New York state lawmakers have passed a pied-a-terre tax on nonprimary residences in New York City valued at one million dollars or more. The legislation, which officials expect will generate five hundred million dollars to address budget gaps, will be implemented in two distinct phases.

New York City Mayor Zohran Mamdani announced the initiative. During the rollout, Mamdani presented the measure as the city's response to DOGE, utilizing visual materials that depicted both himself and Elon Musk. Mamdani also recorded an announcement video outside the Manhattan penthouse of Citadel CEO Ken Griffin. In response to the tax, Griffin threatened to relocate jobs from New York to Miami.

According to the legislation, the initial phase spanning the 2026 to 2028 tax years will rely on current Department of Finance valuations, applying annual tax rates ranging from four percent to 6.5 percent based on property values. Beginning in the 2028-2029 tax year, the system will transition to comparable sales valuations, and the applied rates will decrease to between 0.8 percent and 1.3 percent.

City politicians stated that wealthy individuals are capable of affording the new levies. Conversely, real estate brokers and tax experts argued that the financial impact will be substantial, with experts noting the city currently assesses properties well below their market value.

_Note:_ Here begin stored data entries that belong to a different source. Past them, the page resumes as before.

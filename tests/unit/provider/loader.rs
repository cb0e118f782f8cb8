use super::*;
use serde_json::json;

fn provider_json() -> Value {
    json!({
        "name": "kubernetes",
        "version": "1.0.0",
        "transformers": [
            {
                "fqn": "k8s.io/DeploymentTransformer",
                "description": "Deployment per stateless workload",
                "requiredLabels": { "workload-type": "stateless" },
                "requiredResources": ["Container"],
                "optionalTraits": ["Scaling"],
                "template": { "kind": "Deployment" }
            },
            {
                "fqn": "k8s.io/ServiceTransformer",
                "predicate": { "hasTrait": "Expose" }
            }
        ]
    })
}

fn parse(v: Value) -> Result<Provider, LoadError> {
    provider_from_reader(v.to_string().as_bytes(), "mem")
}

#[test]
fn parses_transformers() {
    let p = parse(provider_json()).unwrap();
    assert_eq!(p.name, "kubernetes");
    assert_eq!(p.version.as_deref(), Some("1.0.0"));
    assert_eq!(p.transformers.len(), 2);

    let deploy = &p.transformers[0];
    assert_eq!(deploy.required_labels["workload-type"], "stateless");
    assert!(deploy.required_resources.contains("Container"));
    assert!(deploy.handles_trait("Scaling"));
    assert!(matches!(deploy.strategy, MatchStrategy::Structural));
    assert!(deploy.generator.is_some());

    let svc = &p.transformers[1];
    assert!(matches!(svc.strategy, MatchStrategy::Predicate(_)));
    assert!(svc.generator.is_none());
}

#[test]
fn rejects_invalid_definitions() {
    let err = parse(json!({ "name": " " })).unwrap_err();
    assert_eq!(err.message, "provider name must be non-empty");

    let err = parse(json!({ "name": "p", "transformers": [ { "fqn": "" } ] })).unwrap_err();
    assert_eq!(err.message, "transformer fqn must be non-empty");

    let err = parse(json!({
        "name": "p",
        "transformers": [ { "fqn": "a" }, { "fqn": "a" } ]
    }))
    .unwrap_err();
    assert_eq!(err.message, "duplicate transformer a");

    let err = parse(json!({ "name": "p", "transformers": [ { "fqn": "a", "bogus": 1 } ] }))
        .unwrap_err();
    assert!(err.message.starts_with("parse provider JSON"));
    assert_eq!(err.location, "mem");
}

#[test]
fn registry_serves_registered_providers() {
    let mut reg = ProviderRegistry::new();
    reg.register(parse(provider_json()).unwrap());
    assert_eq!(reg.load("kubernetes").unwrap().transformers.len(), 2);
    let err = reg.load("nomad").unwrap_err();
    assert_eq!(err.to_string(), "nomad: provider not registered");
}

#[test]
fn filesystem_loader_reads_named_files() {
    let dir = PathBuf::from("target").join("unit_provider_loader");
    std::fs::create_dir_all(&dir).unwrap();
    std::fs::write(dir.join("kubernetes.json"), provider_json().to_string()).unwrap();
    std::fs::write(dir.join("notes.txt"), "ignored").unwrap();

    let loader = FsProviderLoader::new(&dir);
    assert_eq!(loader.load("kubernetes").unwrap().name, "kubernetes");
    assert!(loader.load("missing").unwrap_err().message.starts_with("open"));
    for bad in ["../kubernetes", ".hidden", "a/b", ""] {
        assert_eq!(
            loader.load(bad).unwrap_err().message,
            "invalid provider reference"
        );
    }

    let mut reg = ProviderRegistry::new();
    assert_eq!(reg.load_dir(&dir).unwrap(), 1);
    assert!(reg.load("kubernetes").is_ok());
}
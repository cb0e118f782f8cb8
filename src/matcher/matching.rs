use crate::matcher::plan::{Match, MatchPlan, Rejection};
use crate::provider::transformer::{MatchStrategy, Transformer};
use crate::release::model::Component;
use std::collections::BTreeSet;

enum Outcome {
    Matched(String),
    Rejected(String),
}

/// Pair every component with every transformer whose requirements it satisfies.
///
/// Each pair is decided independently: by the transformer's predicate when it declares one,
/// otherwise by subset checks over labels, resources and traits. Predicate failures count as
/// non-matches. Output order is deterministic (component name, then transformer FQN).
#[tracing::instrument(
    skip_all,
    fields(components = components.len(), transformers = transformers.len())
)]
pub fn match_components<'a>(
    components: &'a [Component],
    transformers: &'a [Transformer],
) -> MatchPlan<'a> {
    let mut comps: Vec<&Component> = components.iter().collect();
    comps.sort_by(|a, b| a.name.cmp(&b.name));
    let mut rules: Vec<&Transformer> = transformers.iter().collect();
    rules.sort_by(|a, b| a.fqn.cmp(&b.fqn));

    let mut plan = MatchPlan::default();
    for component in comps {
        let mut matched = false;
        for &transformer in &rules {
            match evaluate(component, transformer) {
                Outcome::Matched(reason) => {
                    matched = true;
                    plan.matches.push(Match {
                        component,
                        transformer,
                        reason,
                        unhandled_traits: unhandled_traits(component, transformer),
                    });
                }
                Outcome::Rejected(reason) => plan.rejections.push(Rejection {
                    component: component.name.clone(),
                    transformer: transformer.fqn.clone(),
                    reason,
                }),
            }
        }
        if !matched {
            tracing::debug!(component = %component.name, "no transformer matched");
            plan.unmatched.push(component.name.clone());
        }
    }

    tracing::debug!(
        matches = plan.matches.len(),
        unmatched = plan.unmatched.len(),
        "matching done"
    );
    plan
}

fn evaluate(component: &Component, transformer: &Transformer) -> Outcome {
    match &transformer.strategy {
        MatchStrategy::Predicate(p) => match p.evaluate(&component.descriptor()) {
            Ok(true) => Outcome::Matched(format!("matched by {}", p.describe())),
            Ok(false) => Outcome::Rejected(format!("{} did not match", p.describe())),
            Err(e) => Outcome::Rejected(format!("{} failed: {e:#}", p.describe())),
        },
        MatchStrategy::Structural => structural(component, transformer),
    }
}

fn structural(component: &Component, transformer: &Transformer) -> Outcome {
    let mut missing = Vec::new();

    let labels: Vec<String> = transformer
        .required_labels
        .iter()
        .filter_map(|(k, v)| match component.labels.get(k) {
            Some(found) if found == v => None,
            Some(found) => Some(format!("{k}={v} (found {k}={found})")),
            None => Some(format!("{k}={v}")),
        })
        .collect();
    if !labels.is_empty() {
        missing.push(format!("missing required labels: {}", labels.join(", ")));
    }

    let resources: Vec<&str> = transformer
        .required_resources
        .iter()
        .filter(|r| !component.resources.contains_key(r.as_str()))
        .map(String::as_str)
        .collect();
    if !resources.is_empty() {
        missing.push(format!("missing required resources: {}", resources.join(", ")));
    }

    let traits: Vec<&str> = transformer
        .required_traits
        .iter()
        .filter(|t| !component.traits.contains_key(t.as_str()))
        .map(String::as_str)
        .collect();
    if !traits.is_empty() {
        missing.push(format!("missing required traits: {}", traits.join(", ")));
    }

    if missing.is_empty() {
        Outcome::Matched(matched_reason(transformer))
    } else {
        Outcome::Rejected(missing.join("; "))
    }
}

fn matched_reason(transformer: &Transformer) -> String {
    let mut kinds = Vec::new();
    if !transformer.required_labels.is_empty() {
        kinds.push("label");
    }
    if !transformer.required_resources.is_empty() {
        kinds.push("resource");
    }
    if !transformer.required_traits.is_empty() {
        kinds.push("trait");
    }
    match kinds.as_slice() {
        [] => "matched: transformer declares no requirements".to_string(),
        [one] => format!("matched by {one} requirement"),
        [init @ .., last] => format!("matched by {} and {last} requirements", init.join(", ")),
    }
}

fn unhandled_traits(component: &Component, transformer: &Transformer) -> BTreeSet<String> {
    component
        .traits
        .keys()
        .filter(|t| !transformer.handles_trait(t))
        .cloned()
        .collect()
}

#[cfg(test)]
#[path = "../../tests/unit/matcher/matching.rs"]
mod tests;
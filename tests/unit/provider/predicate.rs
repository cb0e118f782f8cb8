use super::*;
use crate::foundation::core::Labels;
use crate::release::model::Component;
use serde_json::{Value, json};
use std::collections::BTreeMap;

fn component() -> Component {
    let mut labels = Labels::new();
    labels.insert("tier".to_string(), "frontend".to_string());
    let mut resources = BTreeMap::new();
    resources.insert("Container".to_string(), json!({}));
    let mut traits = BTreeMap::new();
    traits.insert("Scaling".to_string(), json!({}));
    Component {
        name: "web-1".to_string(),
        labels,
        annotations: Labels::new(),
        resources,
        traits,
        spec: Value::Null,
    }
}

fn eval(expr: Value) -> anyhow::Result<bool> {
    let expr: PredicateExpr = serde_json::from_value(expr)?;
    expr.evaluate(&component().descriptor())
}

#[test]
fn leaf_expressions() {
    assert!(eval(json!({ "hasLabel": "tier" })).unwrap());
    assert!(!eval(json!({ "hasLabel": "app" })).unwrap());
    assert!(eval(json!({ "labelEquals": { "key": "tier", "value": "frontend" } })).unwrap());
    assert!(!eval(json!({ "labelEquals": { "key": "tier", "value": "backend" } })).unwrap());
    assert!(eval(json!({ "labelMatches": { "key": "tier", "pattern": "^front" } })).unwrap());
    assert!(eval(json!({ "hasResource": "Container" })).unwrap());
    assert!(eval(json!({ "hasTrait": "Scaling" })).unwrap());
    assert!(!eval(json!({ "hasTrait": "Expose" })).unwrap());
    assert!(eval(json!({ "nameMatches": "^web-[0-9]+$" })).unwrap());
}

#[test]
fn combinators() {
    assert!(eval(json!({ "all": [] })).unwrap());
    assert!(!eval(json!({ "any": [] })).unwrap());
    assert!(
        eval(json!({
            "all": [
                { "hasResource": "Container" },
                { "not": { "labelEquals": { "key": "tier", "value": "batch" } } }
            ]
        }))
        .unwrap()
    );
    assert!(eval(json!({ "any": [ { "hasTrait": "Expose" }, { "hasLabel": "tier" } ] })).unwrap());
}

#[test]
fn evaluation_failures_are_errors() {
    let err = eval(json!({ "labelMatches": { "key": "app", "pattern": "x" } })).unwrap_err();
    assert_eq!(err.to_string(), "label app is not set");
    let err = eval(json!({ "nameMatches": "(" })).unwrap_err();
    assert!(err.to_string().starts_with("invalid pattern ("));
}

#[test]
fn descriptions() {
    let expr = PredicateExpr::HasLabel("tier".to_string());
    assert_eq!(expr.describe(), "predicate expression");
    let f = FnPredicate(|_: &ComponentDescriptor<'_>| Ok::<_, anyhow::Error>(true));
    assert_eq!(f.describe(), "custom predicate");
    assert!(f.evaluate(&component().descriptor()).unwrap());
}

#[test]
fn descriptor_exposes_capability_keys() {
    let c = component();
    let d = c.descriptor();
    assert_eq!(d.name(), "web-1");
    assert_eq!(d.resource_keys().collect::<Vec<_>>(), ["Container"]);
    assert_eq!(d.trait_keys().collect::<Vec<_>>(), ["Scaling"]);
    assert_eq!(d.labels()["tier"], "frontend");
}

Highlighting the potential impact, a property tax attorney calculated that Griffin’s tax liability for his primary penthouse will more than triple, rising to nearly four million dollars by the program's second phase.

Left Perspective

  • Extracting Hoarded Luxury Capital
  • Dismantling Billionaire Political Impunity
  • Correcting Structural Assessment Subsidies

Right Perspective

  • Triggering Destructive Capital Flight
  • Weaponizing Populist Fiscal Theater
  • Shocking Market Valuation Stability

How it may affect me

As a U.S. reader:

• In the short term, the tax is expected to generate five hundred million dollars to close municipal budget gaps, which could sustain or expand funding for public services and civic needs.

• Long-term employment and local economies could be affected if higher tax burdens prompt major employers and investors to relocate jobs and capital from New York to lower-tax cities like Miami.

• The two-phase rollout and transition to comparable sales valuations by 2028 could create uncertainty in the broader housing sector, potentially suppressing property values and reducing real estate market liquidity over the long term.